Speaking at the National Executive Council (NEC) meeting of the trade union in Ilorin, the Kwara State capital, on Tuesday, NASU’s general secretary, Prince Peters Adeyemi, said members of the union had not been paid for two months, despite working to keep university system running during the ongoing ASUU strike.
” NASU will commence its own strike next week, because we have been working and government has refused to pay our salary. For us, it does not make sense to continue to keep the system running when we are not being paid. The reason for this is not known to us.
Government has not paid our salary for August and today is September 24; they are owing us two months’ salary and there is no way we can continue to do this work on empty stomach, while they run round the globe on full stomach,” he said.
The NASU’s general secretary, who said no reason was adduced for their non-payment, added that ” the unfortunate thing is that they have no explanation for non-payment of our salary. That is enough patience on our part, despite the fact that we have our grouse before with the Federal Government that things are not running well.
” However, we think as Nigerians and parents, we don’t have to unnecessarily ground the system, but if you take this our maturity and level-headedness to mean stupidity, then, people who complain that we, in the university system have ruined the future of students by going on too many strikes imposed on us by government will have no reason not to understand, if we go on our own strike next week.”

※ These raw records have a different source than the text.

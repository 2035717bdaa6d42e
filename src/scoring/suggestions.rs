//! Intervention suggestions
//!
//! Rules are evaluated in order and each one appends at most one message.
//! These thresholds are independent of the scorer's thresholds.

use crate::features::vector::flag_is;
use crate::features::FeatureVector;
use crate::scoring::classifier::RiskTier;
use crate::scoring::patterns;

pub const ATTENDANCE_FOLLOW_UP: &str = "Initiate attendance follow-up with guardians";
pub const REMEDIAL_TUTORING: &str = "Enroll in remedial tutoring program";
pub const RECOVERY_PLAN: &str = "Design subject-specific recovery plan";
pub const JOIN_EXTRACURRICULAR: &str = "Encourage joining one extracurricular activity";
pub const BEHAVIOR_COUNSELING: &str = "Schedule behavior support counseling";
pub const HEALTH_COORDINATION: &str = "Coordinate with health services for accommodations";
pub const FINANCIAL_AID: &str = "Assess need for financial aid or subsidies";
pub const TRANSPORT_ASSISTANCE: &str = "Review transport assistance options";
pub const NUTRITION_SUPPORT: &str = "Refer to nutrition support program";
pub const GUARDIAN_ENGAGEMENT: &str = "Increase frequency of guardian engagement";
pub const MULTI_FACTOR_PLAN: &str = "Create individualized multi-factor intervention plan";
pub const MAINTAIN_MONITORING: &str = "Maintain positive reinforcement and monitor monthly";

type Rule = (fn(&FeatureVector) -> bool, &'static str);

const RULES: [Rule; 10] = [
    (|f: &FeatureVector| f.attendance_pct.map_or(false, |v| v < 80.0), ATTENDANCE_FOLLOW_UP),
    (|f: &FeatureVector| f.grades_avg.map_or(false, |v| v < 55.0), REMEDIAL_TUTORING),
    (|f: &FeatureVector| f.num_failed_subjects.map_or(false, |v| v >= 2.0), RECOVERY_PLAN),
    (|f: &FeatureVector| flag_is(f.extracurricular_participation, 0.0), JOIN_EXTRACURRICULAR),
    (|f: &FeatureVector| f.disciplinary_records.map_or(false, |v| v > 0.0), BEHAVIOR_COUNSELING),
    (|f: &FeatureVector| flag_is(f.chronic_health_issues, 1.0), HEALTH_COORDINATION),
    (|f: &FeatureVector| patterns::low_income().is_match(&f.family_income_bracket), FINANCIAL_AID),
    (
        |f: &FeatureVector| {
            flag_is(f.transport_available, 0.0)
                || patterns::transport_mention().is_match(&f.intervention_history)
        },
        TRANSPORT_ASSISTANCE,
    ),
    (|f: &FeatureVector| patterns::poor_nutrition().is_match(&f.nutrition_status), NUTRITION_SUPPORT),
    (|f: &FeatureVector| f.parent_meeting_attendance.map_or(false, |v| v < 2.0), GUARDIAN_ENGAGEMENT),
];

/// Suggestions for one student, in rule order
pub fn suggest_actions(features: &FeatureVector, tier: RiskTier) -> Vec<String> {
    let mut out: Vec<String> = RULES
        .iter()
        .filter(|(applies, _)| applies(features))
        .map(|(_, message)| message.to_string())
        .collect();

    if tier == RiskTier::High {
        out.push(MULTI_FACTOR_PLAN.to_string());
    }
    if out.is_empty() {
        out.push(MAINTAIN_MONITORING.to_string());
    }
    out
}
//! Canonical student record and identity types

use serde::{Deserialize, Serialize};
use serde_json::{Map, Value};
use std::collections::BTreeMap;
use std::fmt;

/// A row as it arrives from a CSV file or a remote payload: column name to raw text
pub type RawRow = BTreeMap<String, String>;

/// Identity columns, in export order
pub const IDENTITY_COLUMNS: [&str; 3] = ["id", "name", "class"];

/// The 15 canonical feature columns, in the order the remote predictor expects
pub const FEATURE_COLUMNS: [&str; 15] = [
    "attendance_pct",
    "grades_avg",
    "num_failed_subjects",
    "family_income_bracket",
    "parent_education_level",
    "parent_occupation",
    "distance_to_school",
    "transport_available",
    "extracurricular_participation",
    "disciplinary_records",
    "chronic_health_issues",
    "nutrition_status",
    "teacher_student_ratio",
    "parent_meeting_attendance",
    "intervention_history",
];

/// Column used to tag rows with the identity they were loaded for
pub const PROVENANCE_COLUMN: &str = "teacher_id";

/// Canonical per-student row
///
/// Values stay textual; typing happens in feature extraction so that a
/// malformed cell is never silently turned into a number. An empty string
/// means the value is absent.
#[derive(Debug, Clone, Default, PartialEq, Eq, Serialize, Deserialize)]
#[serde(default)]
pub struct StudentRecord {
    pub id: String,
    pub name: String,
    #[serde(rename = "class")]
    pub class_name: String,
    pub attendance_pct: String,
    pub grades_avg: String,
    pub num_failed_subjects: String,
    pub family_income_bracket: String,
    pub parent_education_level: String,
    pub parent_occupation: String,
    pub distance_to_school: String,
    pub transport_available: String,
    pub extracurricular_participation: String,
    pub disciplinary_records: String,
    pub chronic_health_issues: String,
    pub nutrition_status: String,
    pub teacher_student_ratio: String,
    pub parent_meeting_attendance: String,
    pub intervention_history: String,
    #[serde(skip_serializing_if = "Option::is_none")]
    pub teacher_id: Option<String>,
}

impl StudentRecord {
    /// Read a canonical column by name
    pub fn get(&self, column: &str) -> Option<&str> {
        let value = match column {
            "id" => &self.id,
            "name" => &self.name,
            "class" => &self.class_name,
            "attendance_pct" => &self.attendance_pct,
            "grades_avg" => &self.grades_avg,
            "num_failed_subjects" => &self.num_failed_subjects,
            "family_income_bracket" => &self.family_income_bracket,
            "parent_education_level" => &self.parent_education_level,
            "parent_occupation" => &self.parent_occupation,
            "distance_to_school" => &self.distance_to_school,
            "transport_available" => &self.transport_available,
            "extracurricular_participation" => &self.extracurricular_participation,
            "disciplinary_records" => &self.disciplinary_records,
            "chronic_health_issues" => &self.chronic_health_issues,
            "nutrition_status" => &self.nutrition_status,
            "teacher_student_ratio" => &self.teacher_student_ratio,
            "parent_meeting_attendance" => &self.parent_meeting_attendance,
            "intervention_history" => &self.intervention_history,
            PROVENANCE_COLUMN => return self.teacher_id.as_deref(),
            _ => return None,
        };
        Some(value.as_str())
    }

    /// Write a canonical column by name. Returns false for unknown columns.
    pub fn set(&mut self, column: &str, value: String) -> bool {
        let slot = match column {
            "id" => &mut self.id,
            "name" => &mut self.name,
            "class" => &mut self.class_name,
            "attendance_pct" => &mut self.attendance_pct,
            "grades_avg" => &mut self.grades_avg,
            "num_failed_subjects" => &mut self.num_failed_subjects,
            "family_income_bracket" => &mut self.family_income_bracket,
            "parent_education_level" => &mut self.parent_education_level,
            "parent_occupation" => &mut self.parent_occupation,
            "distance_to_school" => &mut self.distance_to_school,
            "transport_available" => &mut self.transport_available,
            "extracurricular_participation" => &mut self.extracurricular_participation,
            "disciplinary_records" => &mut self.disciplinary_records,
            "chronic_health_issues" => &mut self.chronic_health_issues,
            "nutrition_status" => &mut self.nutrition_status,
            "teacher_student_ratio" => &mut self.teacher_student_ratio,
            "parent_meeting_attendance" => &mut self.parent_meeting_attendance,
            "intervention_history" => &mut self.intervention_history,
            PROVENANCE_COLUMN => {
                self.teacher_id = Some(value);
                return true;
            }
            _ => return false,
        };
        *slot = value;
        true
    }

    /// Flatten back into a raw row carrying every canonical key
    pub fn to_row(&self) -> RawRow {
        let mut row: RawRow = IDENTITY_COLUMNS
            .iter()
            .chain(FEATURE_COLUMNS.iter())
            .map(|col| (col.to_string(), self.get(col).unwrap_or_default().to_string()))
            .collect();
        if let Some(owner) = &self.teacher_id {
            row.insert(PROVENANCE_COLUMN.to_string(), owner.clone());
        }
        row
    }

    /// Tag the record with the identity it was loaded for
    pub fn with_provenance(mut self, owner: &str) -> Self {
        self.teacher_id = Some(owner.to_string());
        self
    }
}

/// Convert a JSON object from a remote payload into a raw row.
///
/// Strings are kept verbatim, numbers and booleans are rendered as text,
/// `null` becomes an empty cell. Nested values are dropped.
pub fn raw_row_from_json(object: &Map<String, Value>) -> RawRow {
    object
        .iter()
        .filter_map(|(key, value)| {
            let text = match value {
                Value::String(s) => s.clone(),
                Value::Number(n) => n.to_string(),
                Value::Bool(b) => (if *b { "1" } else { "0" }).to_string(),
                Value::Null => String::new(),
                Value::Array(_) | Value::Object(_) => return None,
            };
            Some((key.clone(), text))
        })
        .collect()
}

/// Whose data is being loaded or saved
#[derive(Debug, Clone, PartialEq, Eq, Hash)]
pub enum Identity {
    /// A single data owner, e.g. one teacher
    Owner(String),
    /// Every known owner merged together
    Aggregate,
}

impl Identity {
    pub fn owner(name: impl Into<String>) -> Self {
        Identity::Owner(name.into())
    }
}

impl fmt::Display for Identity {
    fn fmt(&self, f: &mut fmt::Formatter<'_>) -> fmt::Result {
        match self {
            Identity::Owner(name) => write!(f, "{}", name),
            Identity::Aggregate => write!(f, "<aggregate>"),
        }
    }
}
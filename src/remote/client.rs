//! HTTP client for the remote dropout predictor
//!
//! Endpoints:
//! - `GET /` health
//! - `POST /predict_csv` multipart bulk scoring
//! - `GET|POST /teacher/{id}/data` per-owner fetch/save
//! - `DELETE /teacher/{id}/student/{sid}` single student removal
//! - `GET /principal/data` aggregate fetch

use crate::errors::{Result, ShieldError};
use crate::remote::response::decode_records;
use crate::remote::service::{HealthProbe, RemoteService, SaveMode};
use crate::schema::csv::write_csv;
use crate::types::{RawRow, StudentRecord, FEATURE_COLUMNS};
use async_trait::async_trait;
use reqwest::{multipart, Client, Response, Url};
use std::time::Duration;
use tracing::debug;

/// Default predictor address
pub const DEFAULT_BASE_URL: &str = "http://localhost:9999";

/// Default per-request timeout
pub const DEFAULT_TIMEOUT: Duration = Duration::from_secs(10);

/// HTTP client for the remote predictor
#[derive(Debug, Clone)]
pub struct HttpRemoteClient {
    client: Client,
    base_url: Url,
}

impl HttpRemoteClient {
    /// Create client with default settings
    pub fn new() -> Result<Self> {
        Self::with_config(DEFAULT_BASE_URL, DEFAULT_TIMEOUT)
    }

    /// Create client with custom base URL and timeout
    pub fn with_config(base_url: &str, timeout: Duration) -> Result<Self> {
        let base_url = Url::parse(base_url)
            .map_err(|e| ShieldError::Config(format!("Invalid base URL '{}': {}", base_url, e)))?;
        if base_url.cannot_be_a_base() {
            return Err(ShieldError::Config(format!(
                "Base URL '{}' cannot carry a path",
                base_url
            )));
        }

        let client = Client::builder()
            .timeout(timeout)
            .build()
            .map_err(ShieldError::Http)?;

        Ok(Self { client, base_url })
    }

    /// Get base URL
    pub fn base_url(&self) -> &str {
        self.base_url.as_str()
    }

    /// Base URL with extra path segments, each percent-encoded
    fn endpoint(&self, segments: &[&str]) -> Result<Url> {
        let mut url = self.base_url.clone();
        url.path_segments_mut()
            .map_err(|_| ShieldError::Config("Base URL cannot carry a path".to_string()))?
            .pop_if_empty()
            .extend(segments);
        Ok(url)
    }

    /// Remove one student from an owner's stored data
    pub async fn delete_student(&self, owner: &str, student_id: &str) -> Result<()> {
        let url = self.endpoint(&["teacher", owner, "student", student_id])?;
        let response = self
            .client
            .delete(url)
            .send()
            .await
            .map_err(|e| ShieldError::Transport(format!("Failed to delete student: {}", e)))?;
        check_status(response)?;
        Ok(())
    }
}

/// Non-success statuses count as transport failures
fn check_status(response: Response) -> Result<Response> {
    let status = response.status();
    if status.is_success() {
        Ok(response)
    } else {
        Err(ShieldError::Transport(format!(
            "{} returned HTTP {}",
            response.url().path(),
            status
        )))
    }
}

async fn read_records(response: Response) -> Result<Vec<RawRow>> {
    let response = check_status(response)?;
    let body = response
        .bytes()
        .await
        .map_err(|e| ShieldError::Transport(format!("Failed to read response: {}", e)))?;
    decode_records(&body)
}

/// Bulk-upload CSV: fixed 15-column header, one line per record
pub fn bulk_upload_csv(records: &[StudentRecord]) -> String {
    let rows = records.iter().map(|record| {
        FEATURE_COLUMNS
            .iter()
            .map(|col| {
                record
                    .get(col)
                    .unwrap_or_default()
                    .replace(['\r', '\n'], " ")
                    .trim()
                    .to_string()
            })
            .collect::<Vec<_>>()
    });
    write_csv(&FEATURE_COLUMNS, rows)
}

#[async_trait]
impl HealthProbe for HttpRemoteClient {
    async fn probe(&self) -> bool {
        match self.client.get(self.base_url.clone()).send().await {
            Ok(response) => response.status().is_success(),
            Err(e) => {
                debug!("Health probe failed: {}", e);
                false
            }
        }
    }
}

#[async_trait]
impl RemoteService for HttpRemoteClient {
    async fn predict_bulk(&self, records: &[StudentRecord]) -> Result<Vec<RawRow>> {
        let url = self.endpoint(&["predict_csv"])?;
        let part = multipart::Part::text(bulk_upload_csv(records))
            .file_name("data.csv")
            .mime_str("text/csv")?;
        let form = multipart::Form::new().part("file", part);

        let response = self
            .client
            .post(url)
            .multipart(form)
            .send()
            .await
            .map_err(|e| ShieldError::Transport(format!("Bulk predict failed: {}", e)))?;
        read_records(response).await
    }

    async fn fetch_owner(&self, owner: &str) -> Result<Vec<RawRow>> {
        let url = self.endpoint(&["teacher", owner, "data"])?;
        let response = self
            .client
            .get(url)
            .query(&[("predict", "1")])
            .send()
            .await
            .map_err(|e| ShieldError::Transport(format!("Failed teacher fetch: {}", e)))?;
        read_records(response).await
    }

    async fn save_owner(
        &self,
        owner: &str,
        students: &[StudentRecord],
        mode: SaveMode,
    ) -> Result<Vec<RawRow>> {
        let url = self.endpoint(&["teacher", owner, "data"])?;
        let response = self
            .client
            .post(url)
            .query(&[("mode", mode.as_str())])
            .json(students)
            .send()
            .await
            .map_err(|e| ShieldError::Transport(format!("Failed teacher save: {}", e)))?;
        read_records(response).await
    }

    async fn fetch_aggregate(&self) -> Result<Vec<RawRow>> {
        let url = self.endpoint(&["principal", "data"])?;
        let response = self
            .client
            .get(url)
            .query(&[("predict", "1")])
            .send()
            .await
            .map_err(|e| ShieldError::Transport(format!("Failed aggregate fetch: {}", e)))?;
        read_records(response).await
    }
}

Also speaking, the national president of NASU, Mr Ladi Iliya, blamed the National Assembly for fighting on their political interest and future at the expense of welfare of Nigerians.
The NASU president, who said the National Assembly should have deliberated on issue of persistent insecurity and ASUU strike when it resumed session, described the attitude of the legislators as shameful.
The labour leader decried issue of corruption, which he said was now an acceptable part of every transaction in the country, both in public and private sectors of the economy, adding that high cost of running the country today was a result of the endemic scourge of corrupt practices, which, he said had long bedevilled the system.